AVAILABLE DATA Block Start

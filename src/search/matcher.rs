//! 検索用マッチャー
//!
//! 開始位置と方向を受け取り、最も近いマッチを1件だけ返す

use regex::RegexBuilder;

use super::types::{SearchDirection, SearchMatch, SearchStart};

/// 文字列マッチング戦略
pub trait StringMatcher {
    /// `start` から `direction` 方向で最初に見つかるマッチを返す
    ///
    /// 前方検索では開始位置以降に始まる最初のマッチ、後方検索では開始位置以前に
    /// 始まる最後のマッチを返す。オフセットはすべて文字単位。
    fn find(
        &self,
        text: &str,
        start: SearchStart,
        pattern: &str,
        direction: SearchDirection,
        case_sensitive: bool,
    ) -> Option<SearchMatch>;
}

/// 単純なリテラルマッチャー
#[derive(Debug, Default, Clone)]
pub struct LiteralMatcher;

impl LiteralMatcher {
    /// インスタンスを作成
    pub fn new() -> Self {
        Self
    }
}

impl StringMatcher for LiteralMatcher {
    fn find(
        &self,
        text: &str,
        start: SearchStart,
        pattern: &str,
        direction: SearchDirection,
        case_sensitive: bool,
    ) -> Option<SearchMatch> {
        let chars: Vec<char> = text.chars().collect();
        let pattern_chars: Vec<char> = pattern.chars().collect();

        if pattern_chars.is_empty() || pattern_chars.len() > chars.len() {
            return None;
        }

        let last_start = chars.len() - pattern_chars.len();
        let matches_at = |pos: &usize| {
            pattern_chars
                .iter()
                .enumerate()
                .all(|(offset, pat_ch)| chars_equal(chars[pos + offset], *pat_ch, case_sensitive))
        };

        let from = start.resolve(direction, chars.len());
        let found = match direction {
            SearchDirection::Forward => (from..=last_start).find(matches_at),
            SearchDirection::Backward => (0..=from.min(last_start)).rev().find(matches_at),
        };

        found.map(|pos| SearchMatch {
            start: pos,
            end: pos + pattern_chars.len(),
        })
    }
}

/// `regex` クレートでリテラル検索するマッチャー
#[derive(Debug, Default, Clone)]
pub struct RegexMatcher;

impl RegexMatcher {
    /// インスタンスを作成
    pub fn new() -> Self {
        Self
    }
}

impl StringMatcher for RegexMatcher {
    fn find(
        &self,
        text: &str,
        start: SearchStart,
        pattern: &str,
        direction: SearchDirection,
        case_sensitive: bool,
    ) -> Option<SearchMatch> {
        if pattern.is_empty() {
            return None;
        }

        let regex = match RegexBuilder::new(&regex::escape(pattern))
            .case_insensitive(!case_sensitive)
            .build()
        {
            Ok(regex) => regex,
            Err(err) => {
                log::warn!("search pattern rejected by regex engine: {}", err);
                return None;
            }
        };

        let index = CharIndex::new(text);
        let from = start.resolve(direction, index.char_count());

        match direction {
            SearchDirection::Forward => regex
                .find_at(text, index.char_to_byte(from))
                .map(|m| index.to_match(m.start(), m.end())),
            SearchDirection::Backward => {
                // 重なり合うマッチも拾うため、1文字ずつ進めながら走査する
                let mut last = None;
                let mut byte = 0;
                while let Some(m) = regex.find_at(text, byte) {
                    let found = index.to_match(m.start(), m.end());
                    if found.start > from {
                        break;
                    }
                    last = Some(found);
                    byte = index.char_to_byte(found.start + 1);
                    if byte >= text.len() {
                        break;
                    }
                }
                last
            }
        }
    }
}

/// 文字インデックスとバイトオフセットの対応表
struct CharIndex {
    char_to_byte: Vec<usize>,
    text_len: usize,
}

impl CharIndex {
    fn new(text: &str) -> Self {
        let mut char_to_byte: Vec<usize> = text.char_indices().map(|(b, _)| b).collect();
        char_to_byte.push(text.len());
        Self {
            char_to_byte,
            text_len: text.len(),
        }
    }

    fn char_count(&self) -> usize {
        self.char_to_byte.len() - 1
    }

    fn char_to_byte(&self, char_offset: usize) -> usize {
        self.char_to_byte
            .get(char_offset)
            .copied()
            .unwrap_or(self.text_len)
    }

    fn byte_to_char(&self, byte_offset: usize) -> usize {
        match self.char_to_byte.binary_search(&byte_offset) {
            Ok(idx) | Err(idx) => idx,
        }
    }

    fn to_match(&self, start: usize, end: usize) -> SearchMatch {
        SearchMatch {
            start: self.byte_to_char(start),
            end: self.byte_to_char(end),
        }
    }
}

fn chars_equal(a: char, b: char, case_sensitive: bool) -> bool {
    if case_sensitive {
        return a == b;
    }

    // Unicodeケースフォールディング（簡易）
    a == b || a.to_lowercase().eq(b.to_lowercase())
}
use std::io;

use anyhow::Result;
use crossterm::{
    execute,
    terminal::{disable_raw_mode, enable_raw_mode, EnterAlternateScreen, LeaveAlternateScreen, SetTitle},
};
use ratatui::{
    backend::CrosstermBackend,
    layout::{Constraint, Direction, Layout},
    Terminal,
};

use multiscroll_core::AppConfig;
use multiscroll_tui::{
    app::App,
    event::{AppEvent, EventHandler},
    input::handle_key_event,
    scroll::FlingConfigExt,
    widgets::{StatusBarWidget, SyncedTableWidget},
};

type Term = Terminal<CrosstermBackend<io::Stdout>>;

pub fn run(config: &AppConfig) -> Result<()> {
    // Setup terminal
    enable_raw_mode()?;
    let mut stdout = io::stdout();
    execute!(stdout, EnterAlternateScreen, SetTitle("multiscroll"))?;

    let backend = CrosstermBackend::new(stdout);
    let mut terminal = Terminal::new(backend)?;

    let result = event_loop(&mut terminal, config);

    // Restore terminal
    disable_raw_mode()?;
    execute!(terminal.backend_mut(), LeaveAlternateScreen)?;
    terminal.show_cursor()?;

    result
}

fn event_loop(terminal: &mut Term, config: &AppConfig) -> Result<()> {
    let mut app = App::new(config);
    app.resize(terminal.size()?.width);
    tracing::info!(rows = app.rows.len(), "Table demo started");

    let mut event_handler =
        EventHandler::new(config.ui.tick_rate_ms, config.ui.fling.frame_duration());

    // Track if we need high frame rate while flings run
    let mut needs_fast_update = false;

    loop {
        terminal.draw(|frame| {
            let layout = Layout::default()
                .direction(Direction::Vertical)
                .constraints([Constraint::Min(1), Constraint::Length(1)])
                .split(frame.area());

            SyncedTableWidget::render(frame, layout[0], &app);
            StatusBarWidget::render(frame, layout[1], &app);
        })?;

        let event = if needs_fast_update {
            event_handler.next_animation()?
        } else {
            event_handler.next()?
        };
        if let Some(event) = event {
            match event {
                AppEvent::Key(key) => app.apply(handle_key_event(key)),
                AppEvent::Resize(width, _) => app.resize(width),
                AppEvent::Tick(elapsed) => app.on_tick(elapsed),
            }
        }

        needs_fast_update = app.needs_fast_update();

        if app.should_quit {
            break;
        }
    }

    tracing::info!(displacement = app.scroller.displacement(), "Table demo finished");
    Ok(())
}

AVAILABLE DATA Block End

_TASK TO CARRY OUT:_
For the word "Forward", find every line in the data that holds it and copy that line.

_EXERCISE ANSWER:_
            SearchDirection::Forward => (from..=last_start).find(matches_at),
            SearchDirection::Forward => regex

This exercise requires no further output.